Given data:
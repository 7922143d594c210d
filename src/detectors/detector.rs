// Copyright 2026 Hypermesh Foundation. All rights reserved.
// Cyberwheel Simulation Core - Detectors

//! Alert transformers that sit on the nodes of the detector graph.
//!
//! A detector sees only alerts and the environment RNG. Host state it needs
//! (decoy, isolation) is already captured in each [`HostRef`].

use std::collections::BTreeMap;
use std::fmt;

use rand::Rng;
use serde::{Deserialize, Serialize};

use super::alert::{Alert, HostRef};
use crate::error::ConfigError;
use crate::types::SimRng;

pub trait Detector: fmt::Debug {
    fn name(&self) -> &'static str;

    fn obs(&self, alerts: &[Alert], rng: &mut SimRng) -> Vec<Alert>;
}

/// Copy of `alert` narrowed to a single destination.
fn narrowed(alert: &Alert, dst: &HostRef) -> Alert {
    Alert {
        src_host: alert.src_host.clone(),
        dst_hosts: vec![dst.clone()],
        services: alert.services.clone(),
        techniques: alert.techniques.clone(),
    }
}

// ─── Reference detectors ─────────────────────────────────────────────────────

/// Passes everything through.
#[derive(Debug, Clone, Copy, Default)]
pub struct PerfectDetector;

impl Detector for PerfectDetector {
    fn name(&self) -> &'static str {
        "PerfectDetector"
    }

    fn obs(&self, alerts: &[Alert], _rng: &mut SimRng) -> Vec<Alert> {
        alerts.to_vec()
    }
}

/// All or nothing, on a fair coin.
#[derive(Debug, Clone, Copy, Default)]
pub struct CoinFlipDetector;

impl Detector for CoinFlipDetector {
    fn name(&self) -> &'static str {
        "CoinFlipDetector"
    }

    fn obs(&self, alerts: &[Alert], rng: &mut SimRng) -> Vec<Alert> {
        if rng.gen_bool(0.5) {
            alerts.to_vec()
        } else {
            Vec::new()
        }
    }
}

/// One alert per decoy destination; everything else is dropped.
#[derive(Debug, Clone, Copy, Default)]
pub struct DecoyDetector;

impl Detector for DecoyDetector {
    fn name(&self) -> &'static str {
        "DecoyDetector"
    }

    fn obs(&self, alerts: &[Alert], _rng: &mut SimRng) -> Vec<Alert> {
        alerts
            .iter()
            .flat_map(|a| a.dst_hosts.iter().filter(|d| d.decoy).map(move |d| narrowed(a, d)))
            .collect()
    }
}

/// Only traffic from or to isolated hosts. An alert whose source is isolated
/// is kept whole; otherwise one alert per isolated destination.
#[derive(Debug, Clone, Copy, Default)]
pub struct IsolateDetector;

impl Detector for IsolateDetector {
    fn name(&self) -> &'static str {
        "IsolateDetector"
    }

    fn obs(&self, alerts: &[Alert], _rng: &mut SimRng) -> Vec<Alert> {
        let mut out = Vec::new();
        for alert in alerts {
            if alert.src_host.as_ref().is_some_and(|s| s.isolated) {
                out.push(alert.clone());
                continue;
            }
            for dst in alert.dst_hosts.iter().filter(|d| d.isolated) {
                out.push(Alert::new(alert.src_host.clone(), vec![dst.clone()]));
            }
        }
        out
    }
}

/// Per-technique detection odds. Each destination is detected if any of the
/// alert's techniques with a configured probability passes its roll.
#[derive(Debug, Clone, Default, PartialEq, Serialize, Deserialize)]
pub struct ProbabilityDetector {
    probabilities: BTreeMap<String, f64>,
}

impl ProbabilityDetector {
    /// # Errors
    /// [`ConfigError::InvalidProbability`] for a value outside [0, 1].
    pub fn new(probabilities: BTreeMap<String, f64>) -> Result<Self, ConfigError> {
        if let Some((technique, p)) = probabilities.iter().find(|(_, p)| !(0.0..=1.0).contains(*p)) {
            return Err(ConfigError::InvalidProbability {
                technique: technique.clone(),
                probability: *p,
            });
        }
        Ok(Self { probabilities })
    }

    pub fn probability(&self, technique: &str) -> Option<f64> {
        self.probabilities.get(technique).copied()
    }

    fn detects(&self, alert: &Alert, rng: &mut SimRng) -> bool {
        alert
            .techniques
            .iter()
            .filter_map(|t| self.probabilities.get(t))
            .any(|p| rng.gen::<f64>() <= *p)
    }
}

impl Detector for ProbabilityDetector {
    fn name(&self) -> &'static str {
        "ProbabilityDetector"
    }

    fn obs(&self, alerts: &[Alert], rng: &mut SimRng) -> Vec<Alert> {
        let mut out = Vec::new();
        if self.probabilities.is_empty() {
            return out;
        }
        for alert in alerts {
            for dst in &alert.dst_hosts {
                if self.detects(alert, rng) {
                    out.push(narrowed(alert, dst));
                }
            }
        }
        out
    }
}

// ─── Construction by class name ──────────────────────────────────────────────

/// `init_info` entry of one graph node.
#[derive(Debug, Clone, Serialize, Deserialize)]
pub struct DetectorInit {
    pub class: String,
    #[serde(default)]
    pub config: Option<serde_yaml::Value>,
}

impl DetectorInit {
    /// # Errors
    /// [`ConfigError::UnknownDetectorClass`], or a malformed probability table.
    pub fn build(&self) -> Result<Box<dyn Detector>, ConfigError> {
        let detector: Box<dyn Detector> = match self.class.as_str() {
            "PerfectDetector" => Box::new(PerfectDetector),
            "CoinFlipDetector" => Box::new(CoinFlipDetector),
            "DecoyDetector" => Box::new(DecoyDetector),
            "IsolateDetector" => Box::new(IsolateDetector),
            "ProbabilityDetector" => {
                let probabilities = match &self.config {
                    Some(value) => serde_yaml::from_value(value.clone())?,
                    None => BTreeMap::new(),
                };
                Box::new(ProbabilityDetector::new(probabilities)?)
            }
            other => return Err(ConfigError::UnknownDetectorClass(other.to_string())),
        };
        Ok(detector)
    }
}

#[cfg(test)]
mod tests {
    use super::*;
    use crate::types::seeded_rng;

    fn host(name: &str, decoy: bool, isolated: bool) -> HostRef {
        HostRef {
            name: name.to_string(),
            decoy,
            isolated,
        }
    }

    fn alert(src: &str, dsts: Vec<HostRef>, technique: &str) -> Alert {
        let mut a = Alert::new(Some(HostRef::new(src)), dsts);
        a.add_technique(technique);
        a
    }

    #[test]
    fn perfect_is_identity() {
        let alerts = vec![alert("h0", vec![HostRef::new("s0")], "T1046")];
        assert_eq!(PerfectDetector.obs(&alerts, &mut seeded_rng(1)), alerts);
    }

    #[test]
    fn decoy_detector_keeps_only_decoy_destinations() {
        let alerts = vec![
            alert("h0", vec![HostRef::new("s0"), host("bait", true, false)], "T1046"),
            alert("h0", vec![HostRef::new("s1")], "T1046"),
        ];
        let out = DecoyDetector.obs(&alerts, &mut seeded_rng(1));
        assert_eq!(out.len(), 1);
        assert!(out.iter().all(|a| a.dst_hosts.iter().all(|d| d.decoy)));
    }

    #[test]
    fn isolate_detector_keeps_isolated_sources_whole() {
        let mut isolated_src = alert("h0", vec![HostRef::new("s0"), HostRef::new("s1")], "T1210");
        isolated_src.src_host = Some(host("h0", false, true));
        let to_isolated = alert("h1", vec![HostRef::new("s0"), host("s1", false, true)], "T1210");
        let quiet = alert("h1", vec![HostRef::new("s0")], "T1210");

        let out = IsolateDetector.obs(&[isolated_src.clone(), to_isolated, quiet], &mut seeded_rng(1));
        assert_eq!(out.len(), 2);
        assert_eq!(out[0], isolated_src);
        assert_eq!(out[1].dst_hosts, vec![host("s1", false, true)]);
    }

    #[test]
    fn probability_extremes_are_deterministic() {
        let alerts = vec![alert("h0", vec![HostRef::new("s0"), HostRef::new("s1")], "T1046")];
        let mut rng = seeded_rng(9);

        let always = ProbabilityDetector::new(BTreeMap::from([("T1046".to_string(), 1.0)])).expect("test: p");
        assert_eq!(always.obs(&alerts, &mut rng).len(), 2);

        let never = ProbabilityDetector::new(BTreeMap::from([("T1018".to_string(), 1.0)])).expect("test: p");
        assert!(never.obs(&alerts, &mut rng).is_empty());

        assert!(ProbabilityDetector::default().obs(&alerts, &mut rng).is_empty());
    }

    #[test]
    fn probabilities_are_range_checked() {
        let err = ProbabilityDetector::new(BTreeMap::from([("T1046".to_string(), 1.5)]));
        assert!(matches!(err, Err(ConfigError::InvalidProbability { .. })), "got {err:?}");
    }

    #[test]
    fn coin_flip_is_all_or_nothing() {
        let alerts = vec![alert("h0", vec![HostRef::new("s0")], "T1046"); 3];
        let mut rng = seeded_rng(4);
        for _ in 0..20 {
            let n = CoinFlipDetector.obs(&alerts, &mut rng).len();
            assert!(n == 0 || n == 3);
        }
    }

    #[test]
    fn build_by_class_name() {
        let init: DetectorInit =
            serde_yaml::from_str("class: ProbabilityDetector\nconfig:\n  T1046: 0.25\n").expect("test: yaml");
        assert_eq!(init.build().expect("test: build").name(), "ProbabilityDetector");

        let bad = DetectorInit {
            class: "OracleDetector".into(),
            config: None,
        };
        assert!(matches!(bad.build(), Err(ConfigError::UnknownDetectorClass(_))));
    }
}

Exercise details: Exactly as written, repeat the lines from the start of the listing through the line containing "use std::collections::BTreeMap;", both included.

Exercise output:
repository 7922143d594c210d
filename src/detectors/detector.rs
// Copyright 2026 Hypermesh Foundation. All rights reserved.
// Cyberwheel Simulation Core - Detectors

//! Alert transformers that sit on the nodes of the detector graph.
//!
//! A detector sees only alerts and the environment RNG. Host state it needs
//! (decoy, isolation) is already captured in each [`HostRef`].

use std::collections::BTreeMap;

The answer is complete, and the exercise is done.